Two Moving Objects • Two train cars traveling in the same direction on a track shown in the figure below. • Car X is traveling at 10 m/s and car Y is traveling at 5 m/s. • Eventually, car X will catch up with car Y and bump into it. • During this collision, the speed of each car changes. • Car X slows down to 5 m/s, and car Y speeds up to 10 m/s. • Momentum is conserved—the momentum of one train car decreases while the momentum of the other increases.
One Moving Object • Suppose that car X moves down the track at 10 m/s and hits car Y, which is not moving. • The figure below shows that after the collision, car X is no longer moving, but car Y is moving. • Even though the situation has changed, momentum is still conserved. • The total momentum is the same before and after the collision. • This time, all of the momentum has been transferred from car X to car Y.

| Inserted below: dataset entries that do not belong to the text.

//! Error types for the incremental builder.

use super::staging::NodeKey;

/// Failure of a builder operation.
///
/// Every failing operation leaves the staged state exactly as it was.
#[derive(Debug, Clone, PartialEq, thiserror::Error)]
pub enum BuildError {
    #[error("tree {tree} not found (builder has {n_trees} trees)")]
    TreeNotFound { tree: usize, n_trees: usize },
    #[error("node key {key} not found in tree {tree}")]
    NodeNotFound { tree: usize, key: NodeKey },
    #[error("node key {key} is already in use in tree {tree}")]
    DuplicateKey { tree: usize, key: NodeKey },
    #[error("node {key} in tree {tree} already has a role")]
    AlreadyDefined { tree: usize, key: NodeKey },
    #[error("node {key} in tree {tree} is referenced as a child by node {parent}")]
    InUse {
        tree: usize,
        key: NodeKey,
        parent: NodeKey,
    },
    #[error("tree {tree} failed validation: {error}")]
    ValidationFailed {
        tree: usize,
        #[source]
        error: ValidationError,
    },
}

impl BuildError {
    /// True for the not-found family (`TreeNotFound`, `NodeNotFound`).
    pub fn is_not_found(&self) -> bool {
        matches!(
            self,
            BuildError::TreeNotFound { .. } | BuildError::NodeNotFound { .. }
        )
    }
}

/// Commit-time structural violation in one staged tree.
#[derive(Debug, Clone, PartialEq, thiserror::Error)]
pub enum ValidationError {
    #[error("no root designated")]
    MissingRoot,
    #[error("dangling child reference: node {parent} names {side} child {child}, which does not exist")]
    DanglingChild {
        parent: NodeKey,
        side: &'static str,
        child: NodeKey,
    },
    #[error("node {key} is reachable but has no role")]
    UndefinedNode { key: NodeKey },
    #[error("node {key} references itself as a child")]
    SelfLoop { key: NodeKey },
    #[error("node {key} is reached more than once (cycle or shared child)")]
    RevisitedNode { key: NodeKey },
    #[error("node {key} is not reachable from the root")]
    Orphan { key: NodeKey },
    #[error("node {key} tests feature {feature} but the builder has {num_features} features")]
    FeatureOutOfRange {
        key: NodeKey,
        feature: u32,
        num_features: u32,
    },
    #[error("node {key} has a non-finite {field}")]
    NonFinite { key: NodeKey, field: &'static str },
}
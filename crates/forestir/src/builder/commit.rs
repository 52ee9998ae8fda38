//! Commit-time validation and compaction of staged trees.
//!
//! A staged tree is walked breadth-first from its root. Positions are handed
//! out as children are discovered (left before right), so the dequeue order
//! equals position order and nodes can be appended to the output directly.

use std::collections::{HashMap, VecDeque};

use crate::repr::{NodeId, Tree, TreeBuffer};

use super::error::ValidationError;
use super::staging::{NodeKey, StagedNode, StagedTree};

/// Validate `staged` and compact it into a position-addressed [`Tree`].
pub(super) fn compact(staged: &StagedTree, num_features: u32) -> Result<Tree, ValidationError> {
    let root = staged
        .root
        .filter(|root| staged.nodes.contains_key(root))
        .ok_or(ValidationError::MissingRoot)?;

    let n_nodes = staged.nodes.len();
    let mut positions: HashMap<NodeKey, NodeId> = HashMap::with_capacity(n_nodes);
    let mut queue: VecDeque<(NodeKey, Option<NodeId>)> = VecDeque::with_capacity(n_nodes);
    let mut out = TreeBuffer::with_capacity(n_nodes);

    positions.insert(root, 0);
    queue.push_back((root, None));
    let mut next: NodeId = 1;

    while let Some((key, parent)) = queue.pop_front() {
        // Only existing keys are ever enqueued.
        match staged.nodes[&key] {
            StagedNode::Empty => return Err(ValidationError::UndefinedNode { key }),
            StagedNode::Leaf { value } => {
                if !value.is_finite() {
                    return Err(ValidationError::NonFinite { key, field: "leaf value" });
                }
                out.push_leaf(value, parent);
            }
            StagedNode::Test { split, left, right } => {
                if split.feature >= num_features {
                    return Err(ValidationError::FeatureOutOfRange {
                        key,
                        feature: split.feature,
                        num_features,
                    });
                }
                if !split.threshold.is_finite() {
                    return Err(ValidationError::NonFinite { key, field: "threshold" });
                }

                let mut child_pos = [0; 2];
                let sides = [("left", left), ("right", right)];
                for (slot, (side, child)) in sides.into_iter().enumerate() {
                    if child == key {
                        return Err(ValidationError::SelfLoop { key });
                    }
                    if !staged.nodes.contains_key(&child) {
                        return Err(ValidationError::DanglingChild {
                            parent: key,
                            side,
                            child,
                        });
                    }
                    if positions.contains_key(&child) {
                        return Err(ValidationError::RevisitedNode { key: child });
                    }
                    positions.insert(child, next);
                    child_pos[slot] = next;
                    next += 1;
                }

                let pos = out.push_test(split, child_pos[0], child_pos[1], parent);
                debug_assert_eq!(Some(&pos), positions.get(&key));
                queue.push_back((left, Some(pos)));
                queue.push_back((right, Some(pos)));
            }
        }
    }

    if positions.len() != n_nodes {
        if let Some(&key) = staged.nodes.keys().find(|k| !positions.contains_key(k)) {
            return Err(ValidationError::Orphan { key });
        }
    }

    Ok(out.finish())
}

Two Connected Objects • Now suppose that, instead of bouncing off each other, the two train cars couple together when they hit. • Is momentum still conserved? --The answer is yes. • You can see in the figure below that the total momentum before the collision is again 300,000 kg · m/s.
Two Connected Objects • But after the collision, the coupled train cars make one object with a total mass of 60,000 kilograms (30,000 kilograms + 30,000 kilograms). • The velocity of the coupled trains is 5 m/s—half the velocity of car X before the collision. • Since the mass is doubled, the velocity must be divided in half in order for momentum to be conserved.